Over the five years in question, the fund has returned just 34.08 per cent, which compares favourably to the 27.7 per cent that the average global fund lost over the same period.
Performance of fund vs sector over 5yrs
Source: FE Analytics
Investec Global Special Situations is another to excel on the downside.
According to our figures it is the 40th least-volatile fund, but the 23rd best when it comes to downside volatility.
This seems to have paid off well for the fund in recent years: it has managed to make 49.98 per cent over five years, beating the average global fund and the MSCI AC World Index, which has made 37.67 per cent.
Performance of fund vs sector and index over 5yrs
Source: FE Analytics
Alastair Mundy’s £22m portfolio is dwarfed by his £827m UK Special Situations fund, and has had mixed performance in recent years.
While it is top-quartile over five years, over three years it slips into the fourth quartile, its returns of 22.68 per cent down on the 31.95 per cent sector average.
McInroy & Wood Smaller Companies has been more consistent in its returns. The £42m boutique fund, which has five FE Crowns, is a top-quartile performer over three, five and 10 years.
Over five years it has returned 76.2 per cent, the fifth-best returns in the sector.
The fund’s returns have been boosted by investing in smaller companies, which also tend to have a higher volatility than larger companies.
The fund is 56th in terms of volatility over the period in question, but just 35th in terms of downside risk, which suggests the managers have managed to cope well with the volatility of the asset class and protect investors well on the downside.
Performance of fund vs sector over 5yrs
Source: FE Analytics
Another fund that stands out in terms of downside protection is BNY Mellon Long Term Global Equity, which is only 48th in terms of volatility but 28th in terms of downside risk.
The £259m fund, which has four FE Crowns, has the 11th-best returns in the sector over the past five years, of 52.98 per cent. In the same time its FTSE All World benchmark has grown by 42.24 per cent.
In the more bullish markets of the last three years it has held up reasonably well, making second-quartile returns of 35.5 per cent, marginally lower than the FTSE All World index’s returns of 30.96 per cent.

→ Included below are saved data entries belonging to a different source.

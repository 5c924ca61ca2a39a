use reaction_menus::config::ConfigSettings;
use reaction_menus::menus::MenuNotification;
use serenity::all::{ResolvedOption, ResolvedValue};
use tokio::sync::broadcast;

pub(crate) mod colour;
pub(crate) mod confirm;
pub(crate) mod pages;
pub(crate) mod pick;

pub struct MenuEnv<'a> {
    pub config: &'a ConfigSettings,
    pub notifications: &'a broadcast::Sender<MenuNotification>,
}

pub fn string_option<'a>(options: &[ResolvedOption<'a>], name: &str) -> Option<&'a str> {
    options.iter().find_map(|opt| match opt {
        ResolvedOption {
            name: n,
            value: ResolvedValue::String(value),
            ..
        } if *n == name => Some(*value),
        _ => None,
    })
}

pub fn bool_option(options: &[ResolvedOption<'_>], name: &str) -> Option<bool> {
    options.iter().find_map(|opt| match opt {
        ResolvedOption {
            name: n,
            value: ResolvedValue::Boolean(value),
            ..
        } if *n == name => Some(*value),
        _ => None,
    })
}

pub fn integer_option(options: &[ResolvedOption<'_>], name: &str) -> Option<i64> {
    options.iter().find_map(|opt| match opt {
        ResolvedOption {
            name: n,
            value: ResolvedValue::Integer(value),
            ..
        } if *n == name => Some(*value),
        _ => None,
    })
}
use std::borrow::Cow;
use std::collections::HashSet;
use std::sync::OnceLock;

use rand::seq::SliceRandom;
use serde::{Deserialize, Serialize};
use serenity::all::{ChannelId, Colour, CreateEmbed, CreateEmbedAuthor};
use serenity::async_trait;

use crate::error::{MenuError, MenuResult};
use crate::host::ReactionEvent;
use crate::menus::context::{MenuContext, MenuNotification};
use crate::menus::engine::{MenuBehaviour, MenuFlow, MenuOptions, MenuSession, ReactionMenu};
use crate::menus::trigger::Trigger;

/// Discord caps a message at 20 distinct reactions.
pub const MAX_PALETTE_SIZE: usize = 20;

const DEFAULT_COLOURS: [(&str, &str, u64); 9] = [
    ("\u{1f534}", "red", 0xdd2e44),
    ("\u{1f7e0}", "orange", 0xffac33),
    ("\u{1f7e1}", "yellow", 0xfdcb58),
    ("\u{1f7e2}", "green", 0x78b159),
    ("\u{1f535}", "blue", 0x55acee),
    ("\u{1f7e3}", "purple", 0xaa8ed6),
    ("\u{1f7e4}", "brown", 0xc1694f),
    ("\u{26aa}", "off white", 0xe6e7e8),
    ("\u{26ab}", "pretty much black", 0x31373d),
];

#[derive(Debug, Clone, PartialEq, Eq, Serialize, Deserialize)]
pub struct ColourEntry {
    pub emoji: String,
    pub name: String,
    pub value: u64,
}

impl ColourEntry {
    pub fn new(emoji: impl Into<String>, name: impl Into<String>, value: u64) -> Self {
        Self {
            emoji: emoji.into(),
            name: name.into(),
            value,
        }
    }
}

/// The ordered glyph → colour table a [`ColourSelector`] offers.
#[derive(Debug, Clone, PartialEq, Eq)]
pub struct Palette {
    entries: Vec<ColourEntry>,
}

impl Palette {
    pub fn new(entries: Vec<ColourEntry>) -> MenuResult<Self> {
        if entries.is_empty() {
            return Err(MenuError::config("a palette needs at least one colour"));
        }
        if entries.len() > MAX_PALETTE_SIZE {
            return Err(MenuError::config(format!(
                "a palette holds at most {MAX_PALETTE_SIZE} colours, got {}",
                entries.len()
            )));
        }
        let mut seen = HashSet::new();
        if let Some(dup) = entries.iter().find(|e| !seen.insert(e.emoji.as_str())) {
            return Err(MenuError::config(format!(
                "palette uses {} more than once",
                dup.emoji
            )));
        }
        Ok(Self { entries })
    }

    pub fn builtin() -> &'static Palette {
        static BUILTIN: OnceLock<Palette> = OnceLock::new();
        BUILTIN.get_or_init(|| Palette {
            entries: DEFAULT_COLOURS
                .iter()
                .map(|(emoji, name, value)| ColourEntry::new(*emoji, *name, *value))
                .collect(),
        })
    }

    pub fn entries(&self) -> &[ColourEntry] {
        &self.entries
    }

    pub fn get(&self, emoji: &str) -> Option<&ColourEntry> {
        self.entries.iter().find(|e| e.emoji == emoji)
    }
}

/// A picked colour as a [`Colour`] when it is a valid 24-bit RGB value, raw otherwise.
#[derive(Debug, Clone, Copy, PartialEq, Eq)]
pub enum PickedColour {
    Colour(Colour),
    Raw(u64),
}

impl PickedColour {
    pub fn from_value(value: u64) -> Self {
        match u32::try_from(value) {
            Ok(rgb) if rgb <= 0xFF_FFFF => PickedColour::Colour(Colour::new(rgb)),
            _ => PickedColour::Raw(value),
        }
    }

    pub fn value(self) -> u64 {
        match self {
            PickedColour::Colour(colour) => u64::from(colour.0),
            PickedColour::Raw(value) => value,
        }
    }
}

/// Every pick is also broadcast as [`MenuNotification::ColourPicked`].
#[derive(Debug, Clone)]
pub struct ColourSelector {
    palette: Cow<'static, Palette>,
    options: MenuOptions,
    picked: Option<ColourEntry>,
}

pub type ColorSelector = ColourSelector;

impl Default for ColourSelector {
    fn default() -> Self {
        Self {
            palette: Cow::Borrowed(Palette::builtin()),
            options: MenuOptions::default(),
            picked: None,
        }
    }
}

impl ColourSelector {
    pub fn new() -> Self {
        Self::default()
    }

    pub fn with_palette(mut self, palette: Palette) -> Self {
        self.palette = Cow::Owned(palette);
        self
    }

    pub fn with_options(mut self, options: MenuOptions) -> Self {
        self.options = options;
        self
    }

    pub fn palette(&self) -> &Palette {
        &self.palette
    }

    pub fn picked(&self) -> Option<&ColourEntry> {
        self.picked.as_ref()
    }

    pub fn into_menu(mut self) -> MenuResult<ReactionMenu<Self>> {
        let options = std::mem::take(&mut self.options);
        ReactionMenu::new(self, options)
    }

    pub async fn result(self, ctx: &MenuContext) -> MenuResult<Option<PickedColour>> {
        self.result_in(ctx, ctx.channel_id).await
    }

    pub async fn result_in(
        self,
        ctx: &MenuContext,
        channel_id: ChannelId,
    ) -> MenuResult<Option<PickedColour>> {
        let entry = self.into_menu()?.run(ctx, channel_id).await?;
        Ok(entry.map(|e| PickedColour::from_value(e.value)))
    }

    fn embed_colour(&self) -> Colour {
        let usable: Vec<Colour> = self
            .palette
            .entries()
            .iter()
            .filter_map(|e| match PickedColour::from_value(e.value) {
                PickedColour::Colour(c) => Some(c),
                PickedColour::Raw(_) => None,
            })
            .collect();
        usable
            .choose(&mut rand::thread_rng())
            .copied()
            .unwrap_or_default()
    }
}

#[async_trait]
impl MenuBehaviour for ColourSelector {
    type Action = usize;
    type Output = ColourEntry;

    fn triggers(&self) -> Vec<Trigger<usize>> {
        self.palette
            .entries()
            .iter()
            .enumerate()
            .map(|(i, entry)| Trigger::new(entry.emoji.clone(), i).at(i))
            .collect()
    }

    fn render(&self, ctx: &MenuContext, options: &MenuOptions) -> CreateEmbed {
        let description = self
            .palette
            .entries()
            .iter()
            .map(|e| format!("{}: #{:06x} ({})", e.emoji, e.value, e.name))
            .collect::<Vec<_>>()
            .join("\n");

        let mut author = CreateEmbedAuthor::new(ctx.invoker.name.clone());
        if let Some(avatar) = &ctx.invoker.avatar_url {
            author = author.icon_url(avatar.clone());
        }

        CreateEmbed::new()
            .title(options.title_or("Pick a colour:"))
            .description(description)
            .colour(options.colour.unwrap_or_else(|| self.embed_colour()))
            .timestamp(options.timestamp.unwrap_or(ctx.invoked_at))
            .author(author)
    }

    async fn on_trigger(
        &mut self,
        index: usize,
        _event: &ReactionEvent,
        session: &mut MenuSession<'_>,
    ) -> MenuResult<MenuFlow> {
        let Some(entry) = self.palette.entries().get(index).cloned() else {
            return Ok(MenuFlow::Continue);
        };
        session
            .context()
            .notify(MenuNotification::ColourPicked(entry.clone()));
        self.picked = Some(entry);
        Ok(MenuFlow::Stop)
    }

    fn take_result(&mut self) -> Option<ColourEntry> {
        self.picked.take()
    }
}
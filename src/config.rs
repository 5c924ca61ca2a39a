use std::{
    fs::{self, OpenOptions},
    io::Write,
    path::Path,
    time::Duration,
};

use serde::{Deserialize, Serialize};

use crate::discord_helpers::Pacing;
use crate::hey;
use crate::menus::colour::{ColourEntry, Palette};
use crate::menus::engine::MenuOptions;

pub const CONFIG_PATH: &str = "./config.json";

/// Bot wide defaults for the menus it opens, kept in `config.json`.
#[derive(Serialize, Deserialize, Debug, Clone, PartialEq, Eq)]
#[serde(default)]
pub struct ConfigSettings {
    /// Seconds a menu waits for a click. `0` waits forever.
    pub timeout_secs: u64,
    pub delete_message_after: bool,
    pub public_menus: bool,
    /// Milliseconds between the messages of a multi-message post.
    pub pacing_millis: u64,
    /// Replaces the built-in colour table.
    #[serde(skip_serializing_if = "Option::is_none")]
    pub palette: Option<Vec<ColourEntry>>,
}

impl Default for ConfigSettings {
    fn default() -> Self {
        Self {
            timeout_secs: 120,
            delete_message_after: true,
            public_menus: false,
            pacing_millis: 1000,
            palette: None,
        }
    }
}

impl ConfigSettings {
    pub fn get() -> Self {
        Self::load(CONFIG_PATH)
    }

    /// Writes the defaults to `path` first if nothing is there yet.
    pub fn load(path: impl AsRef<Path>) -> Self {
        let path = path.as_ref();

        if !path.exists() {
            Self::generate(path);
            return Self::default();
        }

        let Ok(data) = fs::read_to_string(path) else {
            hey!("Failed to read {}, using default settings", path.display());
            return Self::default();
        };

        match Self::parse(&data) {
            Ok(cfg) => cfg,
            Err(e) => {
                hey!("Invalid config in {}: {}", path.display(), e);
                Self::default()
            }
        }
    }

    pub fn parse(data: &str) -> serde_json::Result<Self> {
        serde_json::from_str(data)
    }

    fn generate(path: &Path) {
        if path.exists() {
            hey!("Config data already exists");
            return;
        };

        let Ok(mut file) = OpenOptions::new()
            .read(false)
            .write(true)
            .create(true)
            .append(false)
            .open(path)
        else {
            hey!("Failed to get file for config file.");
            return;
        };

        let Ok(data) = serde_json::to_string_pretty(&Self::default()) else {
            hey!("Failed to serialize config data.");
            return;
        };

        if let Err(e) = write!(file, "{}", data) {
            hey!("Failed to write to file for config: {}", e);
        }
    }

    pub fn menu_options(&self) -> MenuOptions {
        let timeout = (self.timeout_secs > 0).then(|| Duration::from_secs(self.timeout_secs));
        MenuOptions::default()
            .timeout(timeout)
            .delete_message_after(self.delete_message_after)
            .public(self.public_menus)
    }

    pub fn pacing(&self) -> Pacing {
        Pacing::every(Duration::from_millis(self.pacing_millis))
    }

    pub fn palette(&self) -> Option<Palette> {
        let entries = self.palette.clone()?;
        match Palette::new(entries) {
            Ok(palette) => Some(palette),
            Err(e) => {
                hey!("Ignoring configured palette: {}", e);
                None
            }
        }
    }
}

Downside risk and volatility of selected global funds
Name | Downside Risk | Rank | Volatility | Rank | Return | Rank |
---|---|---|---|---|---|---|
Jupiter Merlin Worldwide | 16.83 | 17 | 15.72 | 20 | 6.06 | 54 |
Investec Global Special Situations | 17.96 | 23 | 16.9 | 40 | 8.36 | 17 |
BNY Mellon Long Term Global Equity | 18.44 | 28 | 17.38 | 48 | 8.94 | 12 |
McInroy & Wood - Smaller Companies |
19.36 | 35 | 18.08 | 56 | 12 | 5 |
Premier - Global Alpha Growth | 20.02 | 50 | 18.64 | 65 | 4.01 | 109 |
WDB Oriel - Global | 20.88 | 63 | 19.18 | 71 | 7.55 | 25 |
Aberdeen - World Equity | 20.8 | 60 | 19.37 | 75 | 6.79 | 37 |
Source: FE Analytics
The last five years includes the market sell-off of 2008, as well as the rebound since then. It is noticeable that most of the funds on this list look better over five years than over three.
For the more cautious investor, this may be the best period to consider, as it includes some of the worst conditions the equity markets are likely to see.